Overexpression of LAPTM4B-35 in cervical carcinoma: a clinicopathologic study.

Lysosome-associated protein transmembrane 4β-35 (LAPTM4B-35) is a member of the mammalian 4-tetratransmembrane spanning protein superfamily, which is overexpressed in several solid malignancies. However, the expression of LAPTM4B-35 and its role in the progression of cervical carcinoma is unknown. The aim of this study was to determine the level of expression of LAPTM4B-35 in cervical carcinoma. Immunohistochemistry was used to determine the expression of LAPTM4B-35 protein in 53 cervical intraepithelial neoplasias (CINs) and 113 cervical carcinomas in comparison with 20 normal cervical specimens. The correlation between the expression of the LAPTM4B-35 protein and the clinicopathologic characteristics of patients with cervical carcinoma was analyzed. Statistical analysis showed that LAPTM4B-35 expression was significantly elevated in CINII/III and cervical carcinoma but not in CINI compared with the normal controls (P=0.002, P<0.001 and P=0.289, respectively). In addition, the LAPTM4B-35 expression was significantly higher in both the CINII/III and cervical carcinoma cases than in the CINI cases (P=0.021 and P=0.002, respectively).
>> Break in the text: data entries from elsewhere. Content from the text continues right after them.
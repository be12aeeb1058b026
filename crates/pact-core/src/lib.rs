pub mod clock;
pub mod document;
pub mod error;
pub mod events;
pub mod models;
pub mod projection;
pub mod storage;

pub use clock::{Clock, FixedClock, SystemClock};
pub use document::{
    Comparison, Direction, Document, FieldValue, Fields, Filter, OrderBy, PREFIX_SENTINEL, Query,
};
pub use error::{AuthError, DecodeError, PactError, Result, StoreError};
pub use events::{ContractEvent, ContractEventKind};
pub use models::{
    CONTRACTS_COLLECTION, Contract, ContractStatus, FRIENDS_COLLECTION, FriendEdge, NewContract,
    USERS_COLLECTION, User,
};
pub use projection::{Projection, RefreshTicket, Snapshot};
pub use storage::{ContractEventSink, DocumentStore, IdentityService};
pub mod directory;
pub mod grouping;

pub use directory::{SEARCH_PAGE_SIZE, USERS_PAGE_SIZE, UserDirectory};
pub use grouping::{PartnerChoices, group_alphabetically, partition_users};
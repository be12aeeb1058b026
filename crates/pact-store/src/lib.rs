pub mod documents;
pub mod events;
pub mod identity;

pub use documents::InMemoryDocumentStore;
pub use events::InMemoryEventSink;
pub use identity::{InMemoryIdentityService, MIN_PASSWORD_LEN};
High LAPTM4B-35 staining was present in 72.57% (82 of 113) of all the cases with cervical carcinoma. The overexpression of LAPTM4B-35 was significantly associated with the International Federation of Gynecology and Obstetrics stage (P=0.014), tumor histologic grade (P=0.033), lymph node metastasis (P=0.045), and recurrence (P=0.010). The Kaplan-Meier survival analysis showed that the high expression of LAPTM4B-35 was related to the poor overall survival and disease-free survival of patients with cervical carcinoma (P=0.004 and P=0.005, respectively). Multivariate Cox analysis showed that LAPTM4B-35 was an independent factor for both overall survival and disease-free survival (P=0.015 and P=0.016, respectively). Overexpression of LAPTM4B-35 may be associated with tumor progression in cervical carcinoma and thus may serve as a new molecular marker to predict the prognosis of cervical carcinoma patients.